[Dataset entries]
◇ ◇ ◇ ◇ ◇

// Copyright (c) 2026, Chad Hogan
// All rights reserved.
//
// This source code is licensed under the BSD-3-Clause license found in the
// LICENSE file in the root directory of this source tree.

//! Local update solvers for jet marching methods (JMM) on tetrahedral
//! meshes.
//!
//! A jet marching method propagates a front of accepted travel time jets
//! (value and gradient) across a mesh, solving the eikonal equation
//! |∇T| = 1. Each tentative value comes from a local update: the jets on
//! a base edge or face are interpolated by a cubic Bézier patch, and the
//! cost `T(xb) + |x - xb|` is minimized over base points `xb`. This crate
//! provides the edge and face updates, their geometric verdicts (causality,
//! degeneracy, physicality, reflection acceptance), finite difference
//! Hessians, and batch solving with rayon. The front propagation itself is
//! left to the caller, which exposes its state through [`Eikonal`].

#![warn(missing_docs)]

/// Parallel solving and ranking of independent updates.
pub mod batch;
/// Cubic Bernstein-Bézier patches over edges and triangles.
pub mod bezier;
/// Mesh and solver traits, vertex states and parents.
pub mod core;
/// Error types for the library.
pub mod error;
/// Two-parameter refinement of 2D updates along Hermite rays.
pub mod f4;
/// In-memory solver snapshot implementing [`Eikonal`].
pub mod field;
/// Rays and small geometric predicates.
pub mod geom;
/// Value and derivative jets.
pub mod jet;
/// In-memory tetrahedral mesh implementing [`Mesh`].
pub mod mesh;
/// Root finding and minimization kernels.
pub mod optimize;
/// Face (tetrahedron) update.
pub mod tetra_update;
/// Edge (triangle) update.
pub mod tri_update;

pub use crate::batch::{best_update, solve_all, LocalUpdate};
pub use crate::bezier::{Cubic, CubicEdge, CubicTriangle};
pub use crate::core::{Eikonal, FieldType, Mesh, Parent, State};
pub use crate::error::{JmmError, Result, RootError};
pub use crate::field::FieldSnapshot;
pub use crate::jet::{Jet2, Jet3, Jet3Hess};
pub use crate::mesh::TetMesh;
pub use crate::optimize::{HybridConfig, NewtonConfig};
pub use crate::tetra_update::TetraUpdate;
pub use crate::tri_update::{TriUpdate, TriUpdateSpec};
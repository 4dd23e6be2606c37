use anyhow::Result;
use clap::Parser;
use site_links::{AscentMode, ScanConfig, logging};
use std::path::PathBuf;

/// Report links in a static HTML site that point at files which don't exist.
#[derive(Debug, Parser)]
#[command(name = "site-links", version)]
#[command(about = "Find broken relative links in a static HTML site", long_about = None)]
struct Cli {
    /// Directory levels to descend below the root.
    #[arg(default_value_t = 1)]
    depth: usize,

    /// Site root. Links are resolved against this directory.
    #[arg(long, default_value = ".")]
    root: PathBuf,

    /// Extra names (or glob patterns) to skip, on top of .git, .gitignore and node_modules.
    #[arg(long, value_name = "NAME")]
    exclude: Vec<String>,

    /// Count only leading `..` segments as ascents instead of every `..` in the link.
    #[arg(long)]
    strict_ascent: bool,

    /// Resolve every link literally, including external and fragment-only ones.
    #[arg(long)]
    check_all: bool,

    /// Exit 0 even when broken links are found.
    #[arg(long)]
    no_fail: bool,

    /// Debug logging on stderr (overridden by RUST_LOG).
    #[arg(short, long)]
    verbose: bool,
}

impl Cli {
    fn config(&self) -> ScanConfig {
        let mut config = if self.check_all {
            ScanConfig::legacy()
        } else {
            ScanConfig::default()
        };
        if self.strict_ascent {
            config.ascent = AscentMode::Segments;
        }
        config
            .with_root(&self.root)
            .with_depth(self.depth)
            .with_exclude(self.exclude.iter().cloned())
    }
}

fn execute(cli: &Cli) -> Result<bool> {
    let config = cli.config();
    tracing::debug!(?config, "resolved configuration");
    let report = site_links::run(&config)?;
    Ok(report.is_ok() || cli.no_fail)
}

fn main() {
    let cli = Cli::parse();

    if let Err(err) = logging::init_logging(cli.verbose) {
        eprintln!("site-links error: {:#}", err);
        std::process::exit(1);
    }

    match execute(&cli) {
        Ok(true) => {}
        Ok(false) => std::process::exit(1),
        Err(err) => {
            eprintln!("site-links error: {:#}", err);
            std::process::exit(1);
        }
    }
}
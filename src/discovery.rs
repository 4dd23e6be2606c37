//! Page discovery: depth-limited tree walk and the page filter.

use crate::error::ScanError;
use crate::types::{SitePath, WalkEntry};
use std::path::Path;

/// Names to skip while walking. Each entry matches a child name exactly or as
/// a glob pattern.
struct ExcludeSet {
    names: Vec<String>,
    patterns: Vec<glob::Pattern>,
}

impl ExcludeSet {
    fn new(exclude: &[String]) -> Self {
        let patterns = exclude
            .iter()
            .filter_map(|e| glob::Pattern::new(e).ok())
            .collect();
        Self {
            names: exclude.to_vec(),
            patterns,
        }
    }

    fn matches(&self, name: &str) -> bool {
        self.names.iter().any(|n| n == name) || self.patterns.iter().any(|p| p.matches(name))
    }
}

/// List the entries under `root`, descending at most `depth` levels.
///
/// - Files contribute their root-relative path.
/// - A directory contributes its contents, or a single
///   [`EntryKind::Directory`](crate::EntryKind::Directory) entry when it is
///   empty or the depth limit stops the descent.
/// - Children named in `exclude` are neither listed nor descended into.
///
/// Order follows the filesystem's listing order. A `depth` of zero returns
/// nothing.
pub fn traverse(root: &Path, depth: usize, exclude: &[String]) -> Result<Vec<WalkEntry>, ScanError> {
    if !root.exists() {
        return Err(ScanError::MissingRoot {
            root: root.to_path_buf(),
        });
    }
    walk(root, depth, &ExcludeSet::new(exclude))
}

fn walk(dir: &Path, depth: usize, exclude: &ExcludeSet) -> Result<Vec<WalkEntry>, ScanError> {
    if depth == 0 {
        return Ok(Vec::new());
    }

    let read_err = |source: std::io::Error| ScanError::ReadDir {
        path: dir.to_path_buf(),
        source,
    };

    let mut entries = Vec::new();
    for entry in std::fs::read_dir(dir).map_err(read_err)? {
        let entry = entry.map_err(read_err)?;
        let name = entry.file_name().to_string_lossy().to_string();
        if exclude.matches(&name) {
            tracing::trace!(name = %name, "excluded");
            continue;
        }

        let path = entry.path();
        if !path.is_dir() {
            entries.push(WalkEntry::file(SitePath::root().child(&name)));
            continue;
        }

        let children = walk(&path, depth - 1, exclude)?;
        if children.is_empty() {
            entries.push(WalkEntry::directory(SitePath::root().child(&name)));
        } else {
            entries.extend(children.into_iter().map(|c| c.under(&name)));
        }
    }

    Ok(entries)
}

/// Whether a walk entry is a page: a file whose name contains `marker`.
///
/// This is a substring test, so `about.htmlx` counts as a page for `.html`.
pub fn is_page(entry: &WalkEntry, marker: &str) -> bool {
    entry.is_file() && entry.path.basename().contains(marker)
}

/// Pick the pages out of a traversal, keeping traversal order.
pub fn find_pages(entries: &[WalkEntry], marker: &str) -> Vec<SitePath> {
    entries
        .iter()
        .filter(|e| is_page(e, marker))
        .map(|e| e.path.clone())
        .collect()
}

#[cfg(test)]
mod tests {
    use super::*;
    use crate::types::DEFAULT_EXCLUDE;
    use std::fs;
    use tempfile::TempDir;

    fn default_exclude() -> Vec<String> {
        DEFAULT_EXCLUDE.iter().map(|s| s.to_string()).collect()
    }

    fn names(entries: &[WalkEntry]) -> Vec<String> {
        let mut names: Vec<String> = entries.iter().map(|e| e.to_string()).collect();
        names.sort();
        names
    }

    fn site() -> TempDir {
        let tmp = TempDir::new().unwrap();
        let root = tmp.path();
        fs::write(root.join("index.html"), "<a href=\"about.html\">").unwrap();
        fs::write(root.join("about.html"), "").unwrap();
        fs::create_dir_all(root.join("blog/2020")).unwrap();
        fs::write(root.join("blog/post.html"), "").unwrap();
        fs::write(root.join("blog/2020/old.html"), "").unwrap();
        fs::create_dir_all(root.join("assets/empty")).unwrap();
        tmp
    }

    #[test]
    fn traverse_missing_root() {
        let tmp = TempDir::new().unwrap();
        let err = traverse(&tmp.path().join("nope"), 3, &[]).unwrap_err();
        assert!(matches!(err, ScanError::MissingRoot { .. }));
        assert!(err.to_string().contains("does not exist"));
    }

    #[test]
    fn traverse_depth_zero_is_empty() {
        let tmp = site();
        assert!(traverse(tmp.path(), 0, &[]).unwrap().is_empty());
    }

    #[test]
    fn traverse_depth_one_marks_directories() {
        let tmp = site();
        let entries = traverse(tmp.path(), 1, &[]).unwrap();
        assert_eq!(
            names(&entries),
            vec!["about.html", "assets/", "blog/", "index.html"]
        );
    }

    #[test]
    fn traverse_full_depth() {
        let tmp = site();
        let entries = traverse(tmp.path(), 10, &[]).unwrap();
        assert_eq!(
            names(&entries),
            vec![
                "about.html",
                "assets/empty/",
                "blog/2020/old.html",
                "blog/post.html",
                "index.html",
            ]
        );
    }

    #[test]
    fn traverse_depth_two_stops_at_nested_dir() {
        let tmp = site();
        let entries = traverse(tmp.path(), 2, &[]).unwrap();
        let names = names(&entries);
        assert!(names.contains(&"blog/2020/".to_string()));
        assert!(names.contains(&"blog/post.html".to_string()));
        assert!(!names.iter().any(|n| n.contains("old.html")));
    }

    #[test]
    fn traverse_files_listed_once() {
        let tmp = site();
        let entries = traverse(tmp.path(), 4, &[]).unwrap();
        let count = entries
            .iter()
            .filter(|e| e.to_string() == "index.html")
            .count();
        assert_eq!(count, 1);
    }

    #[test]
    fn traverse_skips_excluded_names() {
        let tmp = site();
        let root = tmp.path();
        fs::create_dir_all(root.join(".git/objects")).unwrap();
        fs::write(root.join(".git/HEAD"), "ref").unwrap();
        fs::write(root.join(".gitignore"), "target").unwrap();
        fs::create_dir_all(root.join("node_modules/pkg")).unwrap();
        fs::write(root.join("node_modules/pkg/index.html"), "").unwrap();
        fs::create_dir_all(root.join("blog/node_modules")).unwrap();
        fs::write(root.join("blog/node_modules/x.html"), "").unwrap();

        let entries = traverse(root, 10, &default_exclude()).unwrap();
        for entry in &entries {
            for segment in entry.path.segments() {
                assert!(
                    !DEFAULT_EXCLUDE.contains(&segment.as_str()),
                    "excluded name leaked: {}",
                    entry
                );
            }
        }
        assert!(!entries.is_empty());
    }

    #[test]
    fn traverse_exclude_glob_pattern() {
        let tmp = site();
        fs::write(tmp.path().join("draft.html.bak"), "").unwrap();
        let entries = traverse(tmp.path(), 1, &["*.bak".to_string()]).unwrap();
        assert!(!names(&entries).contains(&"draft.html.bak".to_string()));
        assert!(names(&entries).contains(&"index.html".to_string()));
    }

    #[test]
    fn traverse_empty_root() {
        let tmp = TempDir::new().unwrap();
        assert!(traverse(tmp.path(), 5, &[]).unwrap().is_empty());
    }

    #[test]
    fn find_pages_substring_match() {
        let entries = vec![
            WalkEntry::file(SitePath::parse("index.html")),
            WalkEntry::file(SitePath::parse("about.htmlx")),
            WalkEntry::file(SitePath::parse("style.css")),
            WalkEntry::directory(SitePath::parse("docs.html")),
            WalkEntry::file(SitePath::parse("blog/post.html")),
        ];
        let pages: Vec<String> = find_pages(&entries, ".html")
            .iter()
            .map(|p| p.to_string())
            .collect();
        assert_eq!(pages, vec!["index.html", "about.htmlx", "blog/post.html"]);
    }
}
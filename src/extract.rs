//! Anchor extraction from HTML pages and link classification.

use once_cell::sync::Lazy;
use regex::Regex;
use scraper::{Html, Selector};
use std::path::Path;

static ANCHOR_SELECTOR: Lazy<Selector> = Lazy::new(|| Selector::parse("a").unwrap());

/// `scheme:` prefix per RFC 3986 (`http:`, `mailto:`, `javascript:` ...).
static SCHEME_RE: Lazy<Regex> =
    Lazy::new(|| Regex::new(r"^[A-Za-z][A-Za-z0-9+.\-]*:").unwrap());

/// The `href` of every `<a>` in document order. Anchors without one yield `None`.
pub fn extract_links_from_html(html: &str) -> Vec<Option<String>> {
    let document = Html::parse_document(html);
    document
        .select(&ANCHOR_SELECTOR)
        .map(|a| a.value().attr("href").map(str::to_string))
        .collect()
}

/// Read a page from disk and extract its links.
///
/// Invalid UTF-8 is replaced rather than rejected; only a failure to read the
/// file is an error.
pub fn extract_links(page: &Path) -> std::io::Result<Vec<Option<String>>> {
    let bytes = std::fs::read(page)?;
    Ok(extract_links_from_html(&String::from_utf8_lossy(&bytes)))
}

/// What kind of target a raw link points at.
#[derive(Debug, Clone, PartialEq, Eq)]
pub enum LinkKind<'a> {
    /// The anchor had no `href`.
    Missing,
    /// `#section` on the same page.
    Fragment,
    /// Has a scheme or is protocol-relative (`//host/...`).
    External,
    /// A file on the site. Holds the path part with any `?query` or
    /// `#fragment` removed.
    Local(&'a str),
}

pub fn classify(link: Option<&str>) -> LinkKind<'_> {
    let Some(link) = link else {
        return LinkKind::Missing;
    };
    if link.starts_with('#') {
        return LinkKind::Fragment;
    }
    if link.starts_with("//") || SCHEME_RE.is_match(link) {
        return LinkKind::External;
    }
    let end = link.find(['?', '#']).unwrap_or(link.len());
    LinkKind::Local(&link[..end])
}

◇ ◇ ◇ ◇ ◇

● **EXERCISE INSTRUCTIONS**
The answer should be only the number of lines in the data that include "about".

● **EXERCISE RESULT**
8